Die Überrepräsentation von Einrichtungen in den alten Bundesländern wird angesichts nationaler Versorgungsleitlinien und einheitlich verwendeter Kostensätze nicht als Einschränkung gewertet.

Insgesamt sind die vorliegenden Ergebnisse nicht zu verallgemeinern und auf die deutsche JIA-Population zu übertragen, insbesondere da es sich um eine Untersuchung an neu erkrankten Patienten handelte.

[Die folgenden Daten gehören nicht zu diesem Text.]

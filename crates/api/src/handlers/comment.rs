//! Handlers for the `/comments` resource.
//!
//! Comments attach to any registered content type through
//! `(content_type, object_pk)`. Submission goes through
//! [`validate_submission`] and removal through the moderation gate in
//! [`shelf_core::moderation`].

use axum::extract::{Path, Query, State};
use axum::http::StatusCode;
use axum::Json;
use shelf_core::comments::{validate_submission, CommentSubmission, ValidatedComment};
use shelf_core::error::CoreError;
use shelf_core::moderation::{authorize_removal, is_visible};
use shelf_core::types::DbId;
use shelf_db::models::comment::{Comment, CommentListParams, CommentResponse, NewComment};
use shelf_db::repositories::CommentRepo;

use crate::error::{AppError, AppResult};
use crate::middleware::auth::{AuthUser, OptionalAuthUser};
use crate::state::AppState;

fn not_found(id: DbId) -> AppError {
    AppError::Core(CoreError::NotFound {
        entity: "Comment",
        id,
    })
}

/// Attach the `"app_label.model"` label to a stored comment.
fn to_response(state: &AppState, comment: Comment) -> AppResult<CommentResponse> {
    let content_type = state
        .content_types
        .by_id(comment.content_type_id)
        .ok_or_else(|| {
            AppError::InternalError(format!(
                "comment {} references unregistered content type {}",
                comment.id, comment.content_type_id
            ))
        })?;
    Ok(CommentResponse::from_comment(comment, content_type.label()))
}

/// Run the pure checks, then confirm the target row exists.
async fn validate(
    state: &AppState,
    auth: &OptionalAuthUser,
    submission: &CommentSubmission,
) -> AppResult<ValidatedComment> {
    let validated = validate_submission(
        &state.content_types,
        &state.config.comments,
        submission,
        &auth.submitter(),
    )?;

    if !CommentRepo::target_exists(&state.pool, validated.target).await? {
        return Err(AppError::Core(CoreError::InvalidTarget(format!(
            "No {} matches the given object_pk '{}'",
            validated.target.kind().entity_name(),
            validated.target.object_pk()
        ))));
    }
    Ok(validated)
}

/// GET /api/comments/?object_pk=..&content_type_model=..&app_label=..
///
/// Returns the visible comments on one target, oldest first. A missing
/// parameter or an unknown content type yields an empty list.
pub async fn list(
    State(state): State<AppState>,
    Query(params): Query<CommentListParams>,
) -> AppResult<Json<Vec<CommentResponse>>> {
    let Some((app_label, model, object_pk)) = params.target_key() else {
        return Ok(Json(Vec::new()));
    };
    let Some(content_type) = state.content_types.resolve(app_label, model) else {
        return Ok(Json(Vec::new()));
    };

    let comments = CommentRepo::list_for_target(
        &state.pool,
        content_type.id,
        object_pk,
        state.config.comments.site_id,
    )
    .await?;

    let label = content_type.label();
    let responses = comments
        .into_iter()
        .map(|c| CommentResponse::from_comment(c, label.clone()))
        .collect();
    Ok(Json(responses))
}

/// GET /api/comments/{id}/
///
/// Hidden comments are only shown to staff; everyone else gets 404.
pub async fn get_by_id(
    State(state): State<AppState>,
    auth: OptionalAuthUser,
    Path(id): Path<DbId>,
) -> AppResult<Json<CommentResponse>> {
    let comment = CommentRepo::find_by_id(&state.pool, id)
        .await?
        .ok_or_else(|| not_found(id))?;

    if !is_visible(comment.is_public, comment.is_removed) && !auth.is_staff() {
        return Err(not_found(id));
    }
    Ok(Json(to_response(&state, comment)?))
}

/// POST /api/comments/
pub async fn create(
    State(state): State<AppState>,
    auth: OptionalAuthUser,
    Json(submission): Json<CommentSubmission>,
) -> AppResult<(StatusCode, Json<CommentResponse>)> {
    let validated = validate(&state, &auth, &submission).await?;
    let comment = CommentRepo::create(&state.pool, &NewComment::from(&validated)).await?;

    tracing::info!(
        comment_id = comment.id,
        content_type = %validated.content_type.kind,
        object_pk = %comment.object_pk,
        user_id = ?comment.user_id,
        "Comment posted",
    );

    let response = CommentResponse::from_comment(comment, validated.content_type.label());
    Ok((StatusCode::CREATED, Json(response)))
}

/// POST /api/comments/preview/
///
/// Runs every submission check and renders the result without storing it.
pub async fn preview(
    State(state): State<AppState>,
    auth: OptionalAuthUser,
    Json(submission): Json<CommentSubmission>,
) -> AppResult<Json<CommentResponse>> {
    let validated = validate(&state, &auth, &submission).await?;
    Ok(Json(CommentResponse::preview(&validated, chrono::Utc::now())))
}

/// DELETE /api/comments/{id}/
///
/// Soft-deletes the comment. Allowed for staff at any time and for the
/// registered author within the edit window. Repeating the call on an
/// already-removed comment still succeeds.
pub async fn delete(
    State(state): State<AppState>,
    auth: AuthUser,
    Path(id): Path<DbId>,
) -> AppResult<StatusCode> {
    let comment = CommentRepo::find_by_id(&state.pool, id)
        .await?
        .ok_or_else(|| not_found(id))?;

    let decision = authorize_removal(
        &auth.actor(),
        comment.user_id,
        comment.submit_date,
        chrono::Utc::now(),
        &state.config.comments,
    )
    .inspect_err(|_| {
        tracing::warn!(comment_id = id, user_id = auth.user_id, "Comment removal denied");
    })?;

    if !CommentRepo::soft_delete(&state.pool, id).await? {
        return Err(not_found(id));
    }

    tracing::info!(
        comment_id = id,
        user_id = auth.user_id,
        decision = ?decision,
        "Comment removed",
    );
    Ok(StatusCode::NO_CONTENT)
}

Die Stärken der vorliegenden Arbeit bestehen in der vergleichsweise großen Fallzahl, der prospektiven Datenerhebung und dem multizentrischen Design, das die Darstellung der Versorgungssituation nicht nur auf eine kinderrheumatologische Einrichtung beschränkte.

Zusätzlich wurden die errechneten Krankheitskosten mittels probabilistischer Sensitivitätsanalyse auf ihre Unsicherheit geprüft. Trotz der genannten Limitationen kann insgesamt von einer guten Abbildung der Krankheitskosten und Outcome-Entwicklung der frühen JIA ausgegangen werden.